Zod vs Yup
Validation.
Overview
Zod and Yup are the two most-used JS/TS schema validation libraries. Zod is TypeScript-first (schemas double as TS types via inference, no duplication between schema and type); Yup is the longer-established choice with a broader plugin ecosystem and Formik-friendly APIs. The right answer depends on whether type inference is the priority or whether the team is already invested in the Yup ecosystem.
- Zod: TypeScript-first inference.
z.infer<typeof schema>derives the TS type from the schema. No duplication between schema and type. - Yup: longer history. Decade of production use, broad plugin ecosystem, idiomatic with Formik. Default for legacy React form stacks.
- Operational fit per team. Existing form libraries and team TS expertise bias the choice. Both libraries are stable.
- Per-codebase choice. Different codebases may pick differently. Document the rationale per codebase rather than enforcing one library across all of them.
The approach
Workload-driven choice, per-team operational fit considered, documented rationale per codebase. The discipline is making the validation library choice once with a written reason rather than mixing both libraries in the same codebase.
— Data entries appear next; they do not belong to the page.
impl Renderer {
    /// Creates a renderer, building its marker set once up front.
    pub fn new(styles: Styles) -> Self {
        let markers = MarkerSet::new(&styles);
        Self {
            styles,
            path_map: PathMap::new(),
            markers,
        }
    }

    /// Returns the connection markers this renderer references.
    pub fn markers(&self) -> &MarkerSet {
        &self.markers
    }

    /// Renders a shape datum into a positioned-at-origin SVG group.
    ///
    /// Unknown type tags delegate to the default shape routine.
    pub fn render_shape(&self, semantics: &SemanticIndex, datum: &ShapeDatum) -> Group {
        let Some(kind) = ElementKind::from_tag(&datum.element_type) else {
            trace!(element_type:% = datum.element_type; "no shape renderer, using default");
            return self.default_shape(datum);
        };
        if kind.is_connection() {
            trace!(element_type:% = datum.element_type; "connection tag in shape position");
            return self.default_shape(datum);
        }

        let size = datum.size();
        let group = Group::new().set(
            "class",
            format!("rn-shape rn-{}", datum.element_type.local()),
        );

        match kind {
            ElementKind::StartEvent => {
                let group = group.add(circle(size, 0.0, &self.styles));
                self.append_event_content(semantics, datum, group)
            }
            ElementKind::EndEvent => {
                let group = group.add(circle(size, 0.0, &self.styles).set("stroke-width", 4));
                self.append_event_content(semantics, datum, group)
            }
            ElementKind::IntermediateCatchEvent | ElementKind::IntermediateThrowEvent => {
                let group = group
                    .add(circle(size, 0.0, &self.styles))
                    .add(circle(size, INNER_OUTER_DIST, &self.styles));
                self.append_event_content(semantics, datum, group)
            }
            ElementKind::BoundaryEvent => {
                let interrupting = self.is_interrupting(semantics, &datum.id);
                let mut outer = circle(size, 0.0, &self.styles);
                let mut inner = circle(size, INNER_OUTER_DIST, &self.styles);
                if !interrupting {
                    outer = outer.set("stroke-dasharray", NON_INTERRUPTING_DASH);
                    inner = inner.set("stroke-dasharray", NON_INTERRUPTING_DASH);
                }
                let group = group.add(outer).add(inner);
                self.append_event_content(semantics, datum, group)
            }
            ElementKind::Task
            | ElementKind::ServiceTask
            | ElementKind::UserTask
            | ElementKind::ManualTask
            | ElementKind::SendTask
            | ElementKind::ReceiveTask
            | ElementKind::ScriptTask
            | ElementKind::BusinessRuleTask
            | ElementKind::SubProcess
            | ElementKind::AdHocSubProcess => {
                group.add(rounded_rect(size, TASK_BORDER_RADIUS, 0.0, &self.styles))
            }
            ElementKind::Transaction => group
                .add(
                    rounded_rect(size, TASK_BORDER_RADIUS, 0.0, &self.styles)
                        .set("stroke-width", 1.5),
                )
                .add(
                    rounded_rect(
                        size,
                        TASK_BORDER_RADIUS - 2.0,
                        INNER_OUTER_DIST,
                        &self.styles,
                    )
                    .set("stroke-width", 1.5),
                ),
            ElementKind::CallActivity => group.add(
                rounded_rect(size, TASK_BORDER_RADIUS, 0.0, &self.styles).set("stroke-width", 4),
            ),
            ElementKind::Participant | ElementKind::Lane => {
                group.add(rounded_rect(size, 0.0, 0.0, &self.styles))
            }
            ElementKind::ExclusiveGateway
            | ElementKind::InclusiveGateway
            | ElementKind::ComplexGateway
            | ElementKind::ParallelGateway
            | ElementKind::EventBasedGateway => group.add(diamond(size, &self.styles)),
            ElementKind::DataObjectReference => self.render_data_object(semantics, datum, group),
            ElementKind::DataInput => {
                let group = self.render_data_object(semantics, datum, group);
                group.add(self.data_arrow(size, false))
            }
            ElementKind::DataOutput => {
                let group = self.render_data_object(semantics, datum, group);
                group.add(self.data_arrow(size, true))
            }
            ElementKind::DataStoreReference => {
                let mut store = path(self.path_map.raw_path(Glyph::DataStore), false, &self.styles)
                    .set("stroke-width", 1);
                if let Some(transform) = self.path_map.fit_transform(Glyph::DataStore, size) {
                    store = store.set("transform", transform);
                }
                group.add(store)
            }
            // connection kinds are unreachable here, handled above
            _ => self.default_shape(datum),
        }
    }

    /// Renders a connection datum into an SVG group.
    ///
    /// Unknown type tags delegate to the default connection routine.
    /// Connection styling is purely type-driven; the semantic index is part
    /// of the contract but not consulted here.
    pub fn render_connection(&self, _semantics: &SemanticIndex, datum: &ConnectionDatum) -> Group {
        let Some(kind) = ElementKind::from_tag(&datum.element_type) else {
            trace!(element_type:% = datum.element_type; "no connection renderer, using default");
            return self.default_connection(datum);
        };

        let group = Group::new().set(
            "class",
            format!("rn-connection rn-{}", datum.element_type.local()),
        );
        let line = polyline(&datum.waypoints, &self.styles);

        match kind {
            ElementKind::SequenceFlow => {
                group.add(line.set("marker-end", self.markers.sequence_flow_end()))
            }
            ElementKind::Association => group.add(line.set("stroke-dasharray", "3,3")),
            ElementKind::DataInputAssociation | ElementKind::DataOutputAssociation => group.add(
                line.set("stroke-dasharray", "2,4")
                    .set("marker-end", self.markers.data_association_end()),
            ),
            ElementKind::MessageFlow => group.add(
                line.set("stroke-dasharray", "1,3")
                    .set("marker-start", self.markers.message_flow_start())
                    .set("marker-end", self.markers.message_flow_end()),
            ),
            _ => {
                trace!(element_type:% = datum.element_type; "shape tag in connection position");
                self.default_connection(datum)
            }
        }
    }

    /// Picks the event-definition rendering path for an event element.
    ///
    /// The precedence order is fixed: message, timer, conditional, signal,
    /// then the multiple/parallel-multiple pair, then escalation, link,
    /// error, cancel, compensate, terminate. The multiple pair triggers
    /// only when neither a cancel- nor a terminate-style definition is
    /// present but at least two definitions are; the `parallelMultiple`
    /// flag picks between the two variants. `None` means no glyph is drawn.
    pub fn select_event_content(
        &self,
        semantics: &SemanticIndex,
        id: &str,
    ) -> Option<EventDefinitionKind> {
        let definitions: Vec<QName> = event_definitions(semantics, id)
            .iter()
            .map(ElementRef::type_name)
            .collect();
        let has = |local: &str| {
            definitions
                .iter()
                .any(|definition| definition.prefix() == "bpmn" && definition.local() == local)
        };

        if has("MessageEventDefinition") {
            Some(EventDefinitionKind::Message)
        } else if has("TimerEventDefinition") {
            Some(EventDefinitionKind::Timer)
        } else if has("ConditionalEventDefinition") {
            Some(EventDefinitionKind::Conditional)
        } else if has("SignalEventDefinition") {
            Some(EventDefinitionKind::Signal)
        } else if !has("CancelEventDefinition")
            && !has("TerminateEventDefinition")
            && definitions.len() >= 2
            && !parallel_multiple(semantics, id)
        {
            Some(EventDefinitionKind::Multiple)
        } else if !has("CancelEventDefinition")
            && !has("TerminateEventDefinition")
            && definitions.len() >= 2
            && parallel_multiple(semantics, id)
        {
            Some(EventDefinitionKind::ParallelMultiple)
        } else if has("EscalationEventDefinition") {
            Some(EventDefinitionKind::Escalation)
        } else if has("LinkEventDefinition") {
            Some(EventDefinitionKind::Link)
        } else if has("ErrorEventDefinition") {
            Some(EventDefinitionKind::Error)
        } else if has("CancelEventDefinition") {
            Some(EventDefinitionKind::Cancel)
        } else if has("CompensateEventDefinition") {
            Some(EventDefinitionKind::Compensate)
        } else if has("TerminateEventDefinition") {
            Some(EventDefinitionKind::Terminate)
        } else {
            None
        }
    }

    fn append_event_content(
        &self,
        semantics: &SemanticIndex,
        datum: &ShapeDatum,
        group: Group,
    ) -> Group {
        let Some(kind) = self.select_event_content(semantics, &datum.id) else {
            return group;
        };
        let throw = is_throw_event(semantics, &datum.id);
        let size = datum.size();

        match kind {
            EventDefinitionKind::Message => {
                // throw messages invert fill and stroke
                let mut envelope = self.glyph(Glyph::EventMessage, size, throw);
                if throw {
                    envelope = envelope
                        .set("fill", self.styles.stroke().to_string())
                        .set("stroke", self.styles.fill().to_string());
                }
                group.add(envelope)
            }
            EventDefinitionKind::Timer => group
                .add(self.glyph(Glyph::EventTimerFace, size, false))
                .add(
                    self.glyph(Glyph::EventTimerHands, size, false)
                        .set("stroke-width", 1.5)
                        .set("stroke-linecap", "round"),
                )
                .add(self.glyph(Glyph::EventTimerTicks, size, false)),
            EventDefinitionKind::Conditional => {
                group.add(self.glyph(Glyph::EventConditional, size, false))
            }
            EventDefinitionKind::Signal => group.add(self.glyph(Glyph::EventSignal, size, throw)),
            EventDefinitionKind::Multiple => {
                group.add(self.glyph(Glyph::EventMultiple, size, throw))
            }
            EventDefinitionKind::ParallelMultiple => {
                group.add(self.glyph(Glyph::EventParallelMultiple, size, false))
            }
            EventDefinitionKind::Escalation => {
                group.add(self.glyph(Glyph::EventEscalation, size, throw))
            }
            EventDefinitionKind::Link => group.add(self.glyph(Glyph::EventLink, size, false)),
            EventDefinitionKind::Error => group.add(self.glyph(Glyph::EventError, size, throw)),
            EventDefinitionKind::Cancel => group.add(self.glyph(Glyph::EventCancel, size, throw)),
            EventDefinitionKind::Compensate => {
                group.add(self.glyph(Glyph::EventCompensation, size, throw))
            }
            EventDefinitionKind::Terminate => group.add(
                circle(size, 7.0, &self.styles)
                    .set("stroke-width", 4)
                    .set("fill", self.styles.stroke().to_string()),
            ),
        }
    }

    fn glyph(&self, glyph: Glyph, size: Size, fill: bool) -> Path {
        let mut node =
            path(self.path_map.raw_path(glyph), fill, &self.styles).set("stroke-width", 1);
        if let Some(transform) = self.path_map.fit_transform(glyph, size) {
            node = node.set("transform", transform);
        }
        node
    }

    fn render_data_object(
        &self,
        semantics: &SemanticIndex,
        datum: &ShapeDatum,
        group: Group,
    ) -> Group {
        let size = datum.size();
        let mut outline = path(self.path_map.raw_path(Glyph::DataObject), false, &self.styles);
        if let Some(transform) = self.path_map.fit_transform(Glyph::DataObject, size) {
            outline = outline.set("transform", transform);
        }
        let group = group.add(outline);

        if is_collection(semantics, &datum.id) {
            let reference = self.path_map.reference_box(Glyph::DataCollection);
            let sx = size.width() / reference.width();
            let sy = size.height() / reference.height();
            let marker = path(
                self.path_map.raw_path(Glyph::DataCollection),
                true,
                &self.styles,
            )
            .set("stroke-width", 1)
            .set("transform", format!("scale({sx} {sy}) translate(17.8 42)"));
            group.add(marker)
        } else {
            group
        }
    }

    fn data_arrow(&self, size: Size, filled: bool) -> Path {
        let reference = self.path_map.reference_box(Glyph::DataArrow);
        let sx = size.width() / reference.width();
        let sy = size.height() / reference.height();
        path(self.path_map.raw_path(Glyph::DataArrow), filled, &self.styles)
            .set("stroke-width", 1)
            .set("transform", format!("scale({sx} {sy}) translate(7 7)"))
    }

    fn default_shape(&self, datum: &ShapeDatum) -> Group {
        Group::new()
            .set("class", "rn-shape rn-default")
            .add(rounded_rect(datum.size(), 0.0, 0.0, &self.styles))
    }

    fn default_connection(&self, datum: &ConnectionDatum) -> Group {
        Group::new()
            .set("class", "rn-connection rn-default")
            .add(polyline(&datum.waypoints, &self.styles))
    }

    fn is_interrupting(&self, semantics: &SemanticIndex, id: &str) -> bool {
        semantics
            .get(id)
            .and_then(|element| element.get(&bpmn("cancelActivity")))
            .and_then(|value| value.as_bool())
            // boundary events interrupt unless marked otherwise
            .unwrap_or(true)
    }
}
- Workload-driven. Library per codebase. Reality drives the answer.
- Zod for TypeScript-heavy codebases. Type inference removes the schema/type duplication. Default for new TS projects.
- Yup for legacy or Formik-driven codebases. Existing investment plus form-library integration. Default when migration cost outweighs inference benefits.
- Operational fit plus documented rationale. Team workflow considered; per-codebase rationale captured. Future migrations have a paper trail.
Why this compounds
The right validation library compounds across years. Schema patterns and team expertise align with the library; cross-cutting concerns (error formatting, i18n, async validation) get built once and reused. By year two the library choice is automatic per codebase.
- Better operational fit. Library matches team. Velocity stays high.
- Workload-driven decisions. Replaces tribal preference with documented rationale. Quality of choice improves.
- Better engineering velocity. Right library means schemas compose cleanly. Iteration speed increases.
- Year-one investment, year-two habit. First library choice is the investment; subsequent codebases inherit the patterns.